#### YOUR ASSIGNMENT:
Print every line of the data exactly as shown.

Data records
--------------------
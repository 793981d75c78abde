// SPDX-License-Identifier: PMPL-1.0-or-later
// Copyright (c) 2026 Jonathan D.A. Jewell (hyperpolymath) <jonathan.jewell@open.ac.uk>
//
// Pipeline runner — executes an encoder or decoder job on a blocking worker
// thread and shows its progress on the terminal.
//
// The job reports through a `ChannelReporter`, which forwards every event over
// an unbounded channel. The async side is the single consumer and drives an
// `indicatif` progress bar. The channel closes when the job returns and drops
// its reporter.

use std::time::Duration;

use indicatif::{ProgressBar, ProgressStyle};
use pagewerk_core::error::{PagewerkError, Result};
use pagewerk_core::{ErrorKind, ProgressEvent};
use pagewerk_document::ProgressReporter;
use tokio::sync::mpsc::{UnboundedReceiver, UnboundedSender, unbounded_channel};
use tracing::{debug, instrument};

/// Progress event as seen by the presentation side.
#[derive(Debug, Clone, PartialEq, Eq)]
pub enum PipelineEvent {
    Start,
    Progress(ProgressEvent),
    SaveFile,
    Finished,
    Failed(ErrorKind),
}

/// Forwards pipeline events to the presentation task.
pub struct ChannelReporter {
    tx: UnboundedSender<PipelineEvent>,
}

impl ChannelReporter {
    pub fn new(tx: UnboundedSender<PipelineEvent>) -> Self {
        Self { tx }
    }

    fn send(&self, event: PipelineEvent) {
        // The receiver only goes away if the presentation task has stopped.
        if self.tx.send(event).is_err() {
            debug!("Progress receiver closed");
        }
    }
}

impl<T: ?Sized> ProgressReporter<T> for ChannelReporter {
    fn on_start(&mut self) {
        self.send(PipelineEvent::Start);
    }

    fn on_progress(&mut self, event: ProgressEvent) {
        self.send(PipelineEvent::Progress(event));
    }

    fn on_save_file(&mut self) {
        self.send(PipelineEvent::SaveFile);
    }

    fn on_success(&mut self, _result: &T) {
        self.send(PipelineEvent::Finished);
    }

    fn on_fail(&mut self, error: &PagewerkError) {
        self.send(PipelineEvent::Failed(error.kind()));
    }
}

/// Run `job` on the blocking thread pool, presenting its events under
/// `label`, and return its result.
#[instrument(skip(job))]
pub async fn run_blocking<T, F>(label: &'static str, job: F) -> Result<T>
where
    T: Send + 'static,
    F: FnOnce(&mut ChannelReporter) -> Result<T> + Send + 'static,
{
    let (tx, rx) = unbounded_channel();
    let worker = tokio::task::spawn_blocking(move || {
        let mut reporter = ChannelReporter::new(tx);
        job(&mut reporter)
    });

    present(label, rx).await;

    worker
        .await
        .map_err(|err| PagewerkError::Io(std::io::Error::other(format!("worker failed: {err}"))))?
}

async fn present(label: &'static str, mut rx: UnboundedReceiver<PipelineEvent>) {
    let bar = ProgressBar::new(0);
    bar.set_style(
        ProgressStyle::default_bar()
            .template("{spinner:.green} [{bar:40.cyan/blue}] {pos}/{len} {msg}")
            .unwrap_or_else(|_| ProgressStyle::default_bar())
            .progress_chars("#>-"),
    );

    while let Some(event) = rx.recv().await {
        match event {
            PipelineEvent::Start => {
                bar.set_message(label);
                bar.enable_steady_tick(Duration::from_millis(120));
            }
            PipelineEvent::Progress(ProgressEvent { index, total }) => {
                bar.set_length(total as u64);
                bar.set_position(index as u64);
            }
            PipelineEvent::SaveFile => bar.set_message("Saving document..."),
            PipelineEvent::Finished => bar.finish_with_message("Done"),
            PipelineEvent::Failed(kind) => bar.abandon_with_message(format!("Failed: {kind}")),
        }
    }
}

#[cfg(test)]
mod tests {
    use super::*;
    use std::path::Path;

    #[test]
    fn reporter_forwards_in_order() {
        let (tx, mut rx) = unbounded_channel();
        let mut reporter = ChannelReporter::new(tx);
        {
            let r: &mut dyn ProgressReporter<Path> = &mut reporter;
            r.on_start();
            r.on_progress(ProgressEvent { index: 1, total: 1 });
            r.on_save_file();
            r.on_success(Path::new("/tmp/x.pdf"));
        }
        drop(reporter);

        let mut seen = Vec::new();
        while let Ok(event) = rx.try_recv() {
            seen.push(event);
        }
        assert_eq!(
            seen,
            vec![
                PipelineEvent::Start,
                PipelineEvent::Progress(ProgressEvent { index: 1, total: 1 }),
                PipelineEvent::SaveFile,
                PipelineEvent::Finished,
            ]
        );
    }

    #[test]
    fn closed_receiver_is_not_fatal() {
        let (tx, rx) = unbounded_channel();
        drop(rx);
        let mut reporter = ChannelReporter::new(tx);
        ProgressReporter::<Path>::on_fail(&mut reporter, &PagewerkError::Render("x".into()));
    }

    #[tokio::test]
    async fn job_result_comes_back() {
        let value = run_blocking("test", |reporter| {
            ProgressReporter::<Path>::on_start(reporter);
            ProgressReporter::<Path>::on_success(reporter, Path::new("/tmp"));
            Ok(42)
        })
        .await
        .unwrap();
        assert_eq!(value, 42);

        let err = run_blocking::<(), _>("test", |_| Err(PagewerkError::Write("full".into())))
            .await
            .unwrap_err();
        assert_eq!(err.kind(), ErrorKind::IoFailure);
    }
}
--------------------
#### RESPONSE:
repository 793981d75c78abde
// SPDX-License-Identifier: PMPL-1.0-or-later
// Copyright (c) 2026 Jonathan D.A. Jewell (hyperpolymath) <jonathan.jewell@open.ac.uk>
//
// Pipeline runner — executes an encoder or decoder job on a blocking worker
// thread and shows its progress on the terminal.
//
// The job reports through a `ChannelReporter`, which forwards every event over
// an unbounded channel. The async side is the single consumer and drives an
// `indicatif` progress bar. The channel closes when the job returns and drops
// its reporter.

use std::time::Duration;

use indicatif::{ProgressBar, ProgressStyle};
use pagewerk_core::error::{PagewerkError, Result};
use pagewerk_core::{ErrorKind, ProgressEvent};
use pagewerk_document::ProgressReporter;
use tokio::sync::mpsc::{UnboundedReceiver, UnboundedSender, unbounded_channel};
use tracing::{debug, instrument};

/// Progress event as seen by the presentation side.
#[derive(Debug, Clone, PartialEq, Eq)]
pub enum PipelineEvent {
    Start,
    Progress(ProgressEvent),
    SaveFile,
    Finished,
    Failed(ErrorKind),
}

/// Forwards pipeline events to the presentation task.
pub struct ChannelReporter {
    tx: UnboundedSender<PipelineEvent>,
}

impl ChannelReporter {
    pub fn new(tx: UnboundedSender<PipelineEvent>) -> Self {
        Self { tx }
    }

    fn send(&self, event: PipelineEvent) {
        // The receiver only goes away if the presentation task has stopped.
        if self.tx.send(event).is_err() {
            debug!("Progress receiver closed");
        }
    }
}

impl<T: ?Sized> ProgressReporter<T> for ChannelReporter {
    fn on_start(&mut self) {
        self.send(PipelineEvent::Start);
    }

    fn on_progress(&mut self, event: ProgressEvent) {
        self.send(PipelineEvent::Progress(event));
    }

    fn on_save_file(&mut self) {
        self.send(PipelineEvent::SaveFile);
    }

    fn on_success(&mut self, _result: &T) {
        self.send(PipelineEvent::Finished);
    }

    fn on_fail(&mut self, error: &PagewerkError) {
        self.send(PipelineEvent::Failed(error.kind()));
    }
}

/// Run `job` on the blocking thread pool, presenting its events under
/// `label`, and return its result.
#[instrument(skip(job))]
pub async fn run_blocking<T, F>(label: &'static str, job: F) -> Result<T>
where
    T: Send + 'static,
    F: FnOnce(&mut ChannelReporter) -> Result<T> + Send + 'static,
{
    let (tx, rx) = unbounded_channel();
    let worker = tokio::task::spawn_blocking(move || {
        let mut reporter = ChannelReporter::new(tx);
        job(&mut reporter)
    });

    present(label, rx).await;

    worker
        .await
        .map_err(|err| PagewerkError::Io(std::io::Error::other(format!("worker failed: {err}"))))?
}

async fn present(label: &'static str, mut rx: UnboundedReceiver<PipelineEvent>) {
    let bar = ProgressBar::new(0);
    bar.set_style(
        ProgressStyle::default_bar()
            .template("{spinner:.green} [{bar:40.cyan/blue}] {pos}/{len} {msg}")
            .unwrap_or_else(|_| ProgressStyle::default_bar())
            .progress_chars("#>-"),
    );

    while let Some(event) = rx.recv().await {
        match event {
            PipelineEvent::Start => {
                bar.set_message(label);
                bar.enable_steady_tick(Duration::from_millis(120));
            }
            PipelineEvent::Progress(ProgressEvent { index, total }) => {
                bar.set_length(total as u64);
                bar.set_position(index as u64);
            }
            PipelineEvent::SaveFile => bar.set_message("Saving document..."),
            PipelineEvent::Finished => bar.finish_with_message("Done"),
            PipelineEvent::Failed(kind) => bar.abandon_with_message(format!("Failed: {kind}")),
        }
    }
}

#[cfg(test)]
mod tests {
    use super::*;
    use std::path::Path;

    #[test]
    fn reporter_forwards_in_order() {
        let (tx, mut rx) = unbounded_channel();
        let mut reporter = ChannelReporter::new(tx);
        {
            let r: &mut dyn ProgressReporter<Path> = &mut reporter;
            r.on_start();
            r.on_progress(ProgressEvent { index: 1, total: 1 });
            r.on_save_file();
            r.on_success(Path::new("/tmp/x.pdf"));
        }
        drop(reporter);

        let mut seen = Vec::new();
        while let Ok(event) = rx.try_recv() {
            seen.push(event);
        }
        assert_eq!(
            seen,
            vec![
                PipelineEvent::Start,
                PipelineEvent::Progress(ProgressEvent { index: 1, total: 1 }),
                PipelineEvent::SaveFile,
                PipelineEvent::Finished,
            ]
        );
    }

    #[test]
    fn closed_receiver_is_not_fatal() {
        let (tx, rx) = unbounded_channel();
        drop(rx);
        let mut reporter = ChannelReporter::new(tx);
        ProgressReporter::<Path>::on_fail(&mut reporter, &PagewerkError::Render("x".into()));
    }

    #[tokio::test]
    async fn job_result_comes_back() {
        let value = run_blocking("test", |reporter| {
            ProgressReporter::<Path>::on_start(reporter);
            ProgressReporter::<Path>::on_success(reporter, Path::new("/tmp"));
            Ok(42)
        })
        .await
        .unwrap();
        assert_eq!(value, 42);

        let err = run_blocking::<(), _>("test", |_| Err(PagewerkError::Write("full".into())))
            .await
            .unwrap_err();
        assert_eq!(err.kind(), ErrorKind::IoFailure);
    }
}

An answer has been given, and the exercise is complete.